The Senior Infrastructure Security Engineer reports directly to the Director of IT Infrastructure with a dotted line to the Network and Windows teams in a matrix organization.   The engineer has responsibility for the integration and development of processes, tools, technologies, relating to security service offerings. 

Job Description

•    This individual will leverage leading-edge technologies, and innovative approaches to position Vicor for measurable success; improving efficiency, increasing security posture, supporting aggressive growth and improving the Security Operations program overall.  The individual will include skills to be a subject matter expertise in Enterprise Vulnerability Management, OT/IoT security, log management, and Cyber Security Risk Management and Mitigation.  
•    This role will also include implementing both Windows and Network devices with an eye toward secure best practices.  
•    This role will contribute to deploy and maintain systems, which include servers networking and desktop related security images and standards.  
•    Configure networks to ensure their smooth and secure/reliable operation for fulfilling business objectives and processes. 
•    Monitor network performance/security and troubleshoot problem areas as needed. 
•    Define and provide direction to our managed security service providers consistent with best practices.   
•    Create and maintain documentation related to network and server configurations, mapping, processes, and service records.  
•    Implement and maintain security policies, procedures, and associated plans for network administration and usage. 
•    Conduct research on security products, services, protocols, and standards to remain abreast of developments in the industry and provide solution recommendations as needed to meet business or application needs.  
•    Practice asset management, including maintenance of device component inventory and related documentation. Monitor/test security performance and provide related metric reports.  
•    Oversee new and existing equipment, hardware, and software upgrades. 
•    Coordinate the establishment of processes, procedures and documentation to insure 7 x 24 availability of local/wide area networks and servers.  Working outside of normal hours is expected along with providing on-call support coverage. 
•    Define security policies and translate them into specific technical guidance for IT and business teams.  
•    Develop technical solutions to help mitigate security vulnerabilities and automate repeatable tasks.  
•    Administer security-focused information systems, such as identity management, data loss prevention, SIEM, and eDiscovery/forensics.  
•    Perform (or coordinate) vulnerability and penetration testing and manage remediation of systems in response to findings. 
•    Collaborate with other infrastructure engineering personnel to assess near- and long-term network capacity needs. 

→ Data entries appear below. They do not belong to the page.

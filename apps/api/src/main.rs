mod config;
mod errors;
mod llm_client;
mod rag;
mod routes;
mod screening;
mod state;

use anyhow::Result;
use std::net::SocketAddr;
use tower_http::{cors::CorsLayer, trace::TraceLayer};
use tracing::info;
use tracing_subscriber::{layer::SubscriberExt, util::SubscriberInitExt, EnvFilter};

use std::sync::Arc;

use crate::config::Config;
use crate::llm_client::{GenerationOptions, LlmClient};
use crate::rag::embedder::OllamaEmbedder;
use crate::rag::generator::OllamaGenerator;
use crate::rag::session::SessionStore;
use crate::rag::RagPipeline;
use crate::routes::build_router;
use crate::screening::JobCatalog;
use crate::state::AppState;

#[tokio::main]
async fn main() -> Result<()> {
    // Load configuration first (fails on malformed env vars)
    let config = Config::from_env()?;

    // Initialize structured logging
    tracing_subscriber::registry()
        .with(EnvFilter::try_from_default_env().unwrap_or_else(|_| {
            EnvFilter::new(format!("{}={}", env!("CARGO_PKG_NAME"), &config.rust_log))
        }))
        .with(tracing_subscriber::fmt::layer())
        .init();

    info!("Starting docchat v{}", env!("CARGO_PKG_VERSION"));

    // Validate retrieval parameters before anything talks to the model server
    let chunker = config.chunker()?;
    let settings = config.retrieval_settings()?;
    info!(
        "Chunking {} chars with {} overlap, top_k={}, distance={}",
        chunker.chunk_size(),
        chunker.overlap(),
        settings.top_k,
        config.distance_metric
    );

    // Initialize model-server client and collaborators
    let llm = LlmClient::new(&config.ollama_url)?;
    let embedder = Arc::new(OllamaEmbedder::new(llm.clone(), &config.embedding_model));
    let generator = Arc::new(OllamaGenerator::new(
        llm.clone(),
        &config.generation_model,
        GenerationOptions {
            temperature: config.generation_temperature,
            num_predict: config.generation_max_tokens,
        },
    ));
    info!(
        "Model server {} (embedding: {}, generation: {})",
        llm.base_url(),
        config.embedding_model,
        config.generation_model
    );

    // Sessions live in memory for the lifetime of the process
    let sessions = SessionStore::new(config.distance_metric);
    let rag = Arc::new(RagPipeline::new(
        sessions, chunker, embedder, generator, settings,
    ));

    let jobs = Arc::new(JobCatalog::load(&config.jobs_path)?);

    // Build app state
    let state = AppState {
        rag,
        jobs,
        llm,
        config: config.clone(),
    };

    // Build router
    let app = build_router(state)
        .layer(TraceLayer::new_for_http())
        .layer(CorsLayer::permissive());

    let addr: SocketAddr = format!("0.0.0.0:{}", config.port).parse()?;
    info!("Listening on {addr}");

    let listener = tokio::net::TcpListener::bind(addr).await?;
    axum::serve(listener, app).await?;

    Ok(())
}
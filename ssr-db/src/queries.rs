//! Typed query methods for retrieving resort rows from the database.

use crate::Database;
use rusqlite::{params, OptionalExtension, Row};
use ssr_resort::Resort;

const RESORT_COLUMNS: &str = "id, created_at, name,
    past_6, past_5, past_4, past_3, past_2, past_1,
    forecast_0, forecast_1, forecast_2, forecast_3, forecast_4, forecast_5,
    mid_mountain_snow, lifts_open, runs_open";

fn row_to_resort(row: &Row<'_>) -> rusqlite::Result<Resort> {
    Ok(Resort {
        id: row.get(0)?,
        created_at: row.get(1)?,
        name: row.get(2)?,
        snowfall_6_days_ago: row.get(3)?,
        snowfall_5_days_ago: row.get(4)?,
        snowfall_4_days_ago: row.get(5)?,
        snowfall_3_days_ago: row.get(6)?,
        snowfall_2_days_ago: row.get(7)?,
        snowfall_1_day_ago: row.get(8)?,
        forecast_today: row.get(9)?,
        forecast_in_1_day: row.get(10)?,
        forecast_in_2_days: row.get(11)?,
        forecast_in_3_days: row.get(12)?,
        forecast_in_4_days: row.get(13)?,
        forecast_in_5_days: row.get(14)?,
        mid_mountain_snow: row.get(15)?,
        lifts_open: row.get(16)?,
        runs_open: row.get(17)?,
    })
}

impl Database {
    /// Get every resort in the order it was loaded.
    pub fn query_resorts(&self) -> anyhow::Result<Vec<Resort>> {
        let rows = self.query_ordered("position")?;
        log::info!("[SSR] query: query_resorts returned {} records", rows.len());
        Ok(rows)
    }

    /// Get every resort ordered by display name, ignoring ASCII case.
    ///
    /// Used for sources that are not already sorted, such as a CSV file.
    pub fn query_resorts_by_name(&self) -> anyhow::Result<Vec<Resort>> {
        let rows = self.query_ordered("name COLLATE NOCASE, id")?;
        log::info!(
            "[SSR] query: query_resorts_by_name returned {} records",
            rows.len()
        );
        Ok(rows)
    }

    fn query_ordered(&self, order_by: &str) -> anyhow::Result<Vec<Resort>> {
        let conn = self.conn.borrow();
        let mut stmt = conn.prepare(&format!(
            "SELECT {} FROM resorts ORDER BY {}",
            RESORT_COLUMNS, order_by
        ))?;
        let rows = stmt
            .query_map([], row_to_resort)?
            .collect::<Result<Vec<_>, _>>()?;
        Ok(rows)
    }

    /// Get a single resort by id, if present.
    pub fn query_resort(&self, id: i64) -> anyhow::Result<Option<Resort>> {
        let conn = self.conn.borrow();
        let mut stmt = conn.prepare(&format!(
            "SELECT {} FROM resorts WHERE id = ?1",
            RESORT_COLUMNS
        ))?;
        let resort = stmt.query_row(params![id], row_to_resort).optional()?;
        Ok(resort)
    }

    /// Number of resort rows currently loaded.
    pub fn query_resort_count(&self) -> anyhow::Result<usize> {
        let conn = self.conn.borrow();
        let count: i64 = conn.query_row("SELECT COUNT(*) FROM resorts", [], |row| row.get(0))?;
        Ok(count as usize)
    }
}

#[cfg(test)]
mod tests {
    use crate::Database;
    use ssr_resort::Resort;

    fn sample_db() -> Database {
        let db = Database::new().unwrap();
        let mut snowbird = Resort::new(2, "Snowbird");
        snowbird.snowfall_1_day_ago = Some(6.0);
        snowbird.lifts_open = Some("10/11".to_string());
        let mut alta = Resort::new(1, "Alta");
        alta.forecast_in_5_days = Some(2.5);
        alta.mid_mountain_snow = Some(96.0);
        db.insert_resorts(&[snowbird, Resort::new(3, "Brighton"), alta])
            .unwrap();
        db
    }

    fn names(resorts: &[Resort]) -> Vec<&str> {
        resorts.iter().map(|r| r.name.as_str()).collect()
    }

    #[test]
    fn query_resorts_keeps_load_order() {
        let db = Database::new().unwrap();
        db.insert_resorts(&[
            Resort::new(1, "alpine meadows"),
            Resort::new(2, "Brighton"),
            Resort::new(3, " Zermatt"),
        ])
        .unwrap();
        let resorts = db.query_resorts().unwrap();
        assert_eq!(names(&resorts), vec!["alpine meadows", "Brighton", " Zermatt"]);
    }

    #[test]
    fn replaced_row_moves_to_end() {
        let db = sample_db();
        db.insert_resorts(&[Resort::new(2, "Snowbird")]).unwrap();
        let resorts = db.query_resorts().unwrap();
        assert_eq!(names(&resorts), vec!["Brighton", "Alta", "Snowbird"]);
    }

    #[test]
    fn query_resorts_by_name_ignores_case() {
        let db = Database::new().unwrap();
        db.insert_resorts(&[
            Resort::new(1, "Snowbird"),
            Resort::new(2, "alpine meadows"),
            Resort::new(3, "Brighton"),
        ])
        .unwrap();
        let resorts = db.query_resorts_by_name().unwrap();
        assert_eq!(names(&resorts), vec!["alpine meadows", "Brighton", "Snowbird"]);
    }

    #[test]
    fn query_resorts_round_trips_fields() {
        let db = sample_db();
        let resorts = db.query_resorts_by_name().unwrap();
        let alta = &resorts[0];
        assert_eq!(alta.forecast_in_5_days, Some(2.5));
        assert_eq!(alta.mid_mountain_snow, Some(96.0));
        assert_eq!(alta.snowfall_1_day_ago, None);
        let snowbird = &resorts[2];
        assert_eq!(snowbird.snowfall_1_day_ago, Some(6.0));
        assert_eq!(snowbird.lifts_open.as_deref(), Some("10/11"));
        assert_eq!(snowbird.runs_open, None);
    }

    #[test]
    fn query_resort_by_id() {
        let db = sample_db();
        let brighton = db.query_resort(3).unwrap().unwrap();
        assert_eq!(brighton.name, "Brighton");
        assert!(db.query_resort(99).unwrap().is_none());
    }

    #[test]
    fn query_resort_count_matches_rows() {
        let db = sample_db();
        assert_eq!(db.query_resort_count().unwrap(), 3);
    }
}
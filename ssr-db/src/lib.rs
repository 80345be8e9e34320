//! In-memory SQLite database for ski resort rows.
//!
//! This crate is the local side of the resort data accessor: rows arrive
//! either from the bundled CSV fixture (or a CSV snapshot written by the
//! CLI) or from a remote fetch, and are read back either in load order or
//! ordered by display name.
//!
//! # Architecture
//!
//! - `Rc<RefCell<Connection>>` wrapper for interior mutability on a single thread
//! - In-memory SQLite via `rusqlite`
//! - Typed query methods returning [`ssr_resort::Resort`] rows
//!
//! # Usage
//!
//! ```rust
//! use ssr_db::Database;
//!
//! let db = Database::new().unwrap();
//! db.load_resorts_csv(ssr_resort::resort::CSV_OBJECT).unwrap();
//!
//! let resorts = db.query_resorts().unwrap();
//! assert!(!resorts.is_empty());
//! ```
//!
//! # Tables
//!
//! See [`schema::create_schema`] for the full SQL schema.

pub mod schema;
mod loader;
mod queries;

use rusqlite::Connection;
use std::cell::RefCell;
use std::rc::Rc;

/// In-memory SQLite database holding the resort table.
///
/// This struct is cheaply cloneable (via `Rc`); clones share one connection.
///
/// # Example
///
/// ```rust
/// use ssr_db::Database;
/// use ssr_resort::Resort;
///
/// let db = Database::new().unwrap();
/// db.insert_resorts(&[Resort::new(1, "Alta")]).unwrap();
/// let resorts = db.query_resorts().unwrap();
/// assert_eq!(resorts.len(), 1);
/// ```
#[derive(Clone)]
pub struct Database {
    conn: Rc<RefCell<Connection>>,
}

impl Database {
    /// Create a new in-memory database with the full schema applied.
    ///
    /// The database is empty after creation; use the `load_*` / `insert_*`
    /// methods to populate it.
    pub fn new() -> anyhow::Result<Self> {
        let conn = Connection::open_in_memory()?;
        conn.execute_batch(schema::create_schema())?;
        Ok(Self {
            conn: Rc::new(RefCell::new(conn)),
        })
    }
}

#[cfg(test)]
mod tests {
    use super::*;
    use ssr_resort::Resort;

    #[test]
    fn database_creates_successfully() {
        let db = Database::new();
        assert!(db.is_ok(), "Database should create without errors");
    }

    #[test]
    fn database_is_cloneable() {
        let db = Database::new().unwrap();
        let db2 = db.clone();
        db.insert_resorts(&[Resort::new(1, "Alta")]).unwrap();
        let resorts = db2.query_resorts().unwrap();
        assert_eq!(resorts.len(), 1, "Clone should see same data via shared Rc");
    }

    #[test]
    fn database_starts_empty() {
        let db = Database::new().unwrap();
        let resorts = db.query_resorts().unwrap();
        assert!(resorts.is_empty(), "New database should have no resorts");
    }
}
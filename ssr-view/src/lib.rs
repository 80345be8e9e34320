//! Derived view state for the resort list and favorites screens.
//!
//! Everything here is computed from the resort list and the favorites store
//! and never persisted. The functions in [`filter`] and [`snow`] are pure;
//! the reference date for day labels is always passed in explicitly.

pub mod filter;
pub mod query;
pub mod snow;
pub mod state;
//! Command implementations for SSR CLI.
//!
//! Provides subcommands for browsing resort snow reports, managing
//! favorites, and snapshotting the hosted resort table to CSV.

use chrono::Local;
use clap::Subcommand;
use ssr_resort::ResortId;
use std::path::PathBuf;

pub mod config;
pub mod favorites;
pub mod fetch;
pub mod render;
pub mod resorts;
pub mod source;

pub use favorites::FavoritesAction;

#[derive(Subcommand)]
pub enum Command {
    /// List resorts, optionally filtered by name
    Resorts {
        /// Case-insensitive part of the resort name
        #[arg(short, long, default_value = "")]
        search: String,
    },

    /// Show one resort with its per-day snowfall
    Show {
        /// Resort id
        id: ResortId,
    },

    /// Manage favorite resorts
    Favorites {
        #[command(subcommand)]
        action: FavoritesAction,
    },

    /// Snapshot the hosted resort table to CSV
    Fetch {
        /// Output path for the resorts CSV
        #[arg(short = 'o', long)]
        out: PathBuf,
    },
}

pub async fn run(config: &config::Config, command: Command) -> anyhow::Result<()> {
    let today = Local::now().date_naive();
    let output = match command {
        Command::Resorts { search } => resorts::run_resorts(config, &search, today).await?,
        Command::Show { id } => resorts::run_show(config, id, today).await?,
        Command::Favorites { action } => favorites::run_favorites(config, action, today).await?,
        Command::Fetch { out } => fetch::run_fetch(config, &out).await?,
    };
    print!("{}", output);
    Ok(())
}
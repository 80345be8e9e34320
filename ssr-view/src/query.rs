//! Loading state for the resort list.
//!
//! `ResortQuery` is the screen-facing view of a fetch: the last good data,
//! the last error, and whether a fetch is in flight. A failed fetch clears
//! the data; there is no partial-data fallback.

use log::{info, warn};
use ssr_resort::Resort;
use std::future::Future;

/// Message shown when the resort list cannot be loaded.
pub const LOAD_ERROR: &str = "Error loading resorts";

#[derive(Debug, Default)]
pub struct ResortQuery {
    data: Option<Vec<Resort>>,
    error: Option<String>,
    is_loading: bool,
}

impl ResortQuery {
    pub fn new() -> Self {
        Self::default()
    }

    pub fn data(&self) -> Option<&[Resort]> {
        self.data.as_deref()
    }

    pub fn error(&self) -> Option<&str> {
        self.error.as_deref()
    }

    pub fn is_loading(&self) -> bool {
        self.is_loading
    }

    /// Mark a fetch as started.
    pub fn begin(&mut self) {
        self.is_loading = true;
    }

    /// Record the outcome of a fetch.
    pub fn settle(&mut self, result: anyhow::Result<Vec<Resort>>) {
        self.is_loading = false;
        match result {
            Ok(resorts) => {
                info!("Loaded {} resorts", resorts.len());
                self.data = Some(resorts);
                self.error = None;
            }
            Err(e) => {
                warn!("{}: {:#}", LOAD_ERROR, e);
                self.data = None;
                self.error = Some(format!("{:#}", e));
            }
        }
    }

    /// Run `fetch` and record its outcome.
    ///
    /// Returns the fresh data, or an error carrying [`LOAD_ERROR`] and the cause.
    pub async fn refetch<F, Fut>(&mut self, fetch: F) -> anyhow::Result<&[Resort]>
    where
        F: FnOnce() -> Fut,
        Fut: Future<Output = anyhow::Result<Vec<Resort>>>,
    {
        self.begin();
        let result = fetch().await;
        self.settle(result);
        match (&self.data, &self.error) {
            (Some(data), _) => Ok(data.as_slice()),
            (None, Some(error)) => Err(anyhow::anyhow!("{}: {}", LOAD_ERROR, error)),
            (None, None) => Err(anyhow::anyhow!(LOAD_ERROR)),
        }
    }
}

#[cfg(test)]
mod tests {
    use super::*;

    #[test]
    fn starts_idle_and_empty() {
        let query = ResortQuery::new();
        assert!(!query.is_loading());
        assert!(query.data().is_none());
        assert!(query.error().is_none());
    }

    #[test]
    fn begin_marks_loading() {
        let mut query = ResortQuery::new();
        query.begin();
        assert!(query.is_loading());
        query.settle(Ok(vec![Resort::new(1, "Alta")]));
        assert!(!query.is_loading());
        assert_eq!(query.data().map(|d| d.len()), Some(1));
    }

    #[test]
    fn failure_clears_previous_data() {
        let mut query = ResortQuery::new();
        query.settle(Ok(vec![Resort::new(1, "Alta")]));
        query.settle(Err(anyhow::anyhow!("connection refused")));
        assert!(query.data().is_none());
        assert_eq!(query.error(), Some("connection refused"));
    }

    #[tokio::test]
    async fn refetch_recovers_after_error() {
        let mut query = ResortQuery::new();
        let err = query
            .refetch(|| async { Err::<Vec<Resort>, _>(anyhow::anyhow!("timeout")) })
            .await
            .unwrap_err();
        assert_eq!(err.to_string(), "Error loading resorts: timeout");

        let data = query
            .refetch(|| async { Ok::<_, anyhow::Error>(vec![Resort::new(2, "Snowbird")]) })
            .await
            .unwrap();
        assert_eq!(data[0].name, "Snowbird");
        assert!(query.error().is_none());
    }
}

Education / Qualifications

•    Bachelor's degree in Computer Science, or equivalent 
•    10+ years of direct experience with networking and Windows with over 5 years as a Cybersecurity Professional
•    Network, Windows or Cyber Security certifications are highly desirable and are a plus
•    Knowledge of TCP/IP, VLANS and routing protocols along with troubleshooting techniques with network management software. 
•    Demonstrated experience with successful provisioning of network and windows design implementation as well as experience with network capacity planning, network & windows security principles, and general network management best practices. 
•    Demonstrated experience with managing third party vendors and managed service providers consistent with industry best practices. 
•    Solid understanding of IT security principles including identity, access management, compliance, cloud security, encryption, Data Loss Prevention Software, Privileged Access  Management Software and SIEM
•    Strong knowledge of network equipment, including Cisco routers and switches, Firewalls, Site-to-Site VPN, and TLS remote access required.  Specific experience and strong technical knowledge working with Cisco routers, Switches, and Security appliances
•    Experience with Linux and Windows controls including patch management, security hardening, AV, and other endpoint security solutions with security tools/technologies such as single sign on, audit management, TDR, Spam, and DLP software tools etc. 
•    Competence with security testing tools and procedures for network and server environments
•    Strong interpersonal, written, and oral communication skills and be highly self-motivated and directed, with keen attention to detail & customer focus
•    Knowledge of secure voice and wireless communication is a plus
•    Able to conduct research into Server, networking and security issues as required with proven analytical and problem-solving abilities along with effectively prioritizing tasks in a high-pressure environment with strong customer service orientation and experience in a team-oriented, collaborative environment.